In order to overcome the defects of the prior art, according to an embodiment of the present invention, an in-cell touch panel is provided, which has a touch signal transmission area and a touch sensing area. The in-cell touch panel includes: a first A substrate, the capacitive sensing electrode is arranged on the touch sensing area of the first substrate, the second substrate is arranged opposite to the first substrate, the conductive layer is arranged on the touch signal transmission area of the second substrate, and the protrusion is arranged between the first substrate and the second substrate, and on the touch signal transmission area, wherein the protrusion is electrically connected to the capacitive sensing electrode, and is in contact with the conductive layer on the second substrate, so that the capacitive sensing electrode The touch signal is transmitted to the second substrate through the protrusion.

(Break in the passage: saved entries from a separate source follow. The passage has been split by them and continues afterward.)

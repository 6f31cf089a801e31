//! Reading the workflow service's response envelope.
//!
//! The service replies with `{"output": {"type": ..., "value": ...}, ...}`.
//! When `type` is `"string"`, `value` usually carries the story as a JSON
//! document encoded into a string. All knowledge of that double encoding lives
//! in [`unwrap_envelope`].

use serde_json::Value;

/// `output.type` emitted when the workflow engine skipped the branch that
/// produces content.
pub const CONTROL_FLOW_EXCLUDED: &str = "control-flow-excluded";

/// `output.type` for a string-valued output.
pub const STRING_OUTPUT: &str = "string";

/// What the envelope yielded once the nested value was looked at.
#[derive(Debug, Clone, PartialEq)]
pub enum Unwrapped {
    /// `output.value` held valid JSON.
    Structured(Value),
    /// `output.value` was a string but not JSON; kept verbatim.
    RawText { text: String, parse_error: String },
    /// No string output to unwrap; the envelope is the payload.
    Passthrough,
}

/// `output.type` as a string, if present.
pub fn output_type(envelope: &Value) -> Option<&str> {
    envelope.get("output")?.get("type")?.as_str()
}

pub fn is_control_flow_excluded(envelope: &Value) -> bool {
    output_type(envelope) == Some(CONTROL_FLOW_EXCLUDED)
}

/// Decode the story carried inside an envelope.
///
/// Never fails: a nested value that is not JSON comes back as
/// [`Unwrapped::RawText`].
pub fn unwrap_envelope(envelope: &Value) -> Unwrapped {
    if output_type(envelope) != Some(STRING_OUTPUT) {
        return Unwrapped::Passthrough;
    }
    let Some(text) = envelope.pointer("/output/value").and_then(Value::as_str) else {
        return Unwrapped::Passthrough;
    };
    match serde_json::from_str::<Value>(text) {
        Ok(story) => Unwrapped::Structured(story),
        Err(e) => Unwrapped::RawText {
            text: text.to_string(),
            parse_error: e.to_string(),
        },
    }
}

Compared with the external touch panel, the in-cell touch panel of the embodiment of the present invention can reduce the overall thickness of the touch display device. In addition, the embodiments of the present invention can also avoid the scratch problem caused by the double-sided process of the current touch panel on the color filter substrate, thereby improving the manufacturing yield of the touch panel.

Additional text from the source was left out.